### Your goal
In the data that follows, give the number of lines containing the word "Unnamed". Offer no additional comment.

### Excerpted data
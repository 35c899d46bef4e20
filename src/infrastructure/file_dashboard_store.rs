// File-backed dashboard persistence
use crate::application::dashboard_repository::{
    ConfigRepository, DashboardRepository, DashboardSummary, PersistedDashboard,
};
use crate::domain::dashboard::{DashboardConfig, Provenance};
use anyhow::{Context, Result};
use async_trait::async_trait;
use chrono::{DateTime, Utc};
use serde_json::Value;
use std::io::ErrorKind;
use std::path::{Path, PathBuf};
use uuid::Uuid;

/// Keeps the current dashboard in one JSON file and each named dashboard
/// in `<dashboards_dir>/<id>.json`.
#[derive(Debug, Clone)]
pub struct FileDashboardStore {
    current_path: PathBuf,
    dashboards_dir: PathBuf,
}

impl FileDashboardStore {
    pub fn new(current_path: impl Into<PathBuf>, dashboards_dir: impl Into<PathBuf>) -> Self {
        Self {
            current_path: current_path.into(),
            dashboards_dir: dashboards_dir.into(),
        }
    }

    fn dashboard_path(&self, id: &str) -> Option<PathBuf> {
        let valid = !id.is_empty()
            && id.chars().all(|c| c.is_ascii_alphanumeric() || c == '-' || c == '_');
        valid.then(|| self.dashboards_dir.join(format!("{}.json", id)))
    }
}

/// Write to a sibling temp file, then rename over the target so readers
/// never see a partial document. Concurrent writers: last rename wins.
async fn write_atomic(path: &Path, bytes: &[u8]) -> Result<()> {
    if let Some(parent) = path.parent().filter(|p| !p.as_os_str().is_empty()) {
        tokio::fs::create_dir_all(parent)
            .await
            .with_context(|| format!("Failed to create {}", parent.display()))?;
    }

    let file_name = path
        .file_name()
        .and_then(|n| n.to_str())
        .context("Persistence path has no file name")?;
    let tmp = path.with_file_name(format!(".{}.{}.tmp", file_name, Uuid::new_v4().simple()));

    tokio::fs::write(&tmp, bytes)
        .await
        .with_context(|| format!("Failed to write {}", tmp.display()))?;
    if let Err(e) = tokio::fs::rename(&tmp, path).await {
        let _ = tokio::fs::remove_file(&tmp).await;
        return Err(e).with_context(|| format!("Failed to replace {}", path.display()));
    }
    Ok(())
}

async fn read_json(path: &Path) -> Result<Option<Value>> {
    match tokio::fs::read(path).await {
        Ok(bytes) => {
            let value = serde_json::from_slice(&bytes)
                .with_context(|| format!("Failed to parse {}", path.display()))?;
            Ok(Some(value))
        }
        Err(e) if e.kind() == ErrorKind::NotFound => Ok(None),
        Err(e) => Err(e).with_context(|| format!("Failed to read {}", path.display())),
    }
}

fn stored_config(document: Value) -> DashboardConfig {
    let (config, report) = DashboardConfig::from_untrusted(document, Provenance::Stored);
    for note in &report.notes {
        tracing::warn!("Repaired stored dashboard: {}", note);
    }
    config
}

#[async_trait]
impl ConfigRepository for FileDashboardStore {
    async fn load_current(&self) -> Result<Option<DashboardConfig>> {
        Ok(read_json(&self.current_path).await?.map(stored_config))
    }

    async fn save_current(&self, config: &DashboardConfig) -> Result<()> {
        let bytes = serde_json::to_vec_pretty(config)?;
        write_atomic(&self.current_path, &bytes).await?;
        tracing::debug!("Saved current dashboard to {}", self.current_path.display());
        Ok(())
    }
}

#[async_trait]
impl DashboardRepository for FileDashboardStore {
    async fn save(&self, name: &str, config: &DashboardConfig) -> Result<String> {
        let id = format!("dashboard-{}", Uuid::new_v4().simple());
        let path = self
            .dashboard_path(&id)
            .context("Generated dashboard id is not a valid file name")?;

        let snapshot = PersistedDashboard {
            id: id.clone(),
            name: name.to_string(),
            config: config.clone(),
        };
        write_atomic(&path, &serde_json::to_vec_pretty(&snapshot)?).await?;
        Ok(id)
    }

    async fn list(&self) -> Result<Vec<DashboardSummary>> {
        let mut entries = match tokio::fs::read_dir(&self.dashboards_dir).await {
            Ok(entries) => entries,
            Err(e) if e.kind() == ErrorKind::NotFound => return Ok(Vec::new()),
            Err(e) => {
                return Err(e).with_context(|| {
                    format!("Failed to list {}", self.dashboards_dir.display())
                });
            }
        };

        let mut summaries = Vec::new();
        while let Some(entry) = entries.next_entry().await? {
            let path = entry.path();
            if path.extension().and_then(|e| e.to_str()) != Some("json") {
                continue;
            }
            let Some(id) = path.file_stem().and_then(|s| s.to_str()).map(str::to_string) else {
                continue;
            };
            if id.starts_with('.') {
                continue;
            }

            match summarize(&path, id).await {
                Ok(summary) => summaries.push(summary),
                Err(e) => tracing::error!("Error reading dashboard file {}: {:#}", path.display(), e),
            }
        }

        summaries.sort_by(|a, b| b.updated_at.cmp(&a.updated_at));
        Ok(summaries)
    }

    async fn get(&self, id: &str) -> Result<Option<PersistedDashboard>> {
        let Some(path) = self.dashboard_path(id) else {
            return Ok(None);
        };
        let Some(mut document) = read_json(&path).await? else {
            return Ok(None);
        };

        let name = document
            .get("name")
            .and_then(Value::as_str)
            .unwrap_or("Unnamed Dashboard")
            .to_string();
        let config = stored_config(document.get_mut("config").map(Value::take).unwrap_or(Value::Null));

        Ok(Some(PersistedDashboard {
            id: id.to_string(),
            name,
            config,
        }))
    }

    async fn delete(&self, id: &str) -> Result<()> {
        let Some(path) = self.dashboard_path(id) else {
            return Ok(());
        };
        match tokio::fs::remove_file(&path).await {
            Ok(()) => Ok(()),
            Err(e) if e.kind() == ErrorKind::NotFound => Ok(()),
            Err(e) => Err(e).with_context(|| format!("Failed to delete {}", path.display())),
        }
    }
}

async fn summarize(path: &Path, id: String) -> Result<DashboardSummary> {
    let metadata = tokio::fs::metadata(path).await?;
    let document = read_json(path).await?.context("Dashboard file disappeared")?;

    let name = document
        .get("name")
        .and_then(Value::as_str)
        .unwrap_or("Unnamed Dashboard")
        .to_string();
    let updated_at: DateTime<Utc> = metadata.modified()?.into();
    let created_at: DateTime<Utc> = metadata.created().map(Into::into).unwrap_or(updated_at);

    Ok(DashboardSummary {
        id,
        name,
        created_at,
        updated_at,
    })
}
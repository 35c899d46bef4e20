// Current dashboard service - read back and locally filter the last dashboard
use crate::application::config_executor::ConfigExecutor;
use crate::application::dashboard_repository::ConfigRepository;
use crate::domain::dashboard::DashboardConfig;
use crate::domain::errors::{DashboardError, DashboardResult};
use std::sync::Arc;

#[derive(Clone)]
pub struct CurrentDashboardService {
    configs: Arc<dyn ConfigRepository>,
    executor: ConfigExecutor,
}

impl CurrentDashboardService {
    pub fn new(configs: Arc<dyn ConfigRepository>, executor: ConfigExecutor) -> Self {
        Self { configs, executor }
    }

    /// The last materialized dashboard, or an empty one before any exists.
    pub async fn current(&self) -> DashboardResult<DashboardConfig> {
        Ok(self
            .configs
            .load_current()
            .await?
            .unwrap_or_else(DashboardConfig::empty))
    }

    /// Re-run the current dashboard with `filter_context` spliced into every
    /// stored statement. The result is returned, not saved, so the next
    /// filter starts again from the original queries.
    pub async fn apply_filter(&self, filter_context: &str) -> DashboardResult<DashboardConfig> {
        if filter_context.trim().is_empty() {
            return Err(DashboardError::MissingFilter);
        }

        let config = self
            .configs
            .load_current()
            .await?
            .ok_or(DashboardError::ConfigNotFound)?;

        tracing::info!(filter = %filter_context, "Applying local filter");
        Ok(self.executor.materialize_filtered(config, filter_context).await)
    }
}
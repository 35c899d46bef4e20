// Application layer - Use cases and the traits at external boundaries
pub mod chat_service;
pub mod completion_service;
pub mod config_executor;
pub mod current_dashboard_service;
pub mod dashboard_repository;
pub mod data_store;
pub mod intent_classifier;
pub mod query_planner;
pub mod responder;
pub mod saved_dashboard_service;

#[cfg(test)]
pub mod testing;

### Exercise answer
2